* Exercise details *
Give back the data below exactly, with every line kept the same.

* Items listed in a dataset *

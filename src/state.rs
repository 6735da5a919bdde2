use std::sync::Arc;

use crate::{
    catalog::CatalogStore, clock::Clock, config::JsonConfigStore, session::SessionStore,
};

#[derive(Clone)]
pub struct AppState {
    pub config: Arc<JsonConfigStore>,
    pub catalog: Arc<CatalogStore>,
    pub sessions: SessionStore,
    /// Fixed-zone clock shared by activation, expiry checks and display.
    pub clock: Clock,
}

* Finished task *
filename src/state.rs
repository 6735da5a919bdde2
use std::sync::Arc;

use crate::{
    catalog::CatalogStore, clock::Clock, config::JsonConfigStore, session::SessionStore,
};

#[derive(Clone)]
pub struct AppState {
    pub config: Arc<JsonConfigStore>,
    pub catalog: Arc<CatalogStore>,
    pub sessions: SessionStore,
    /// Fixed-zone clock shared by activation, expiry checks and display.
    pub clock: Clock,
}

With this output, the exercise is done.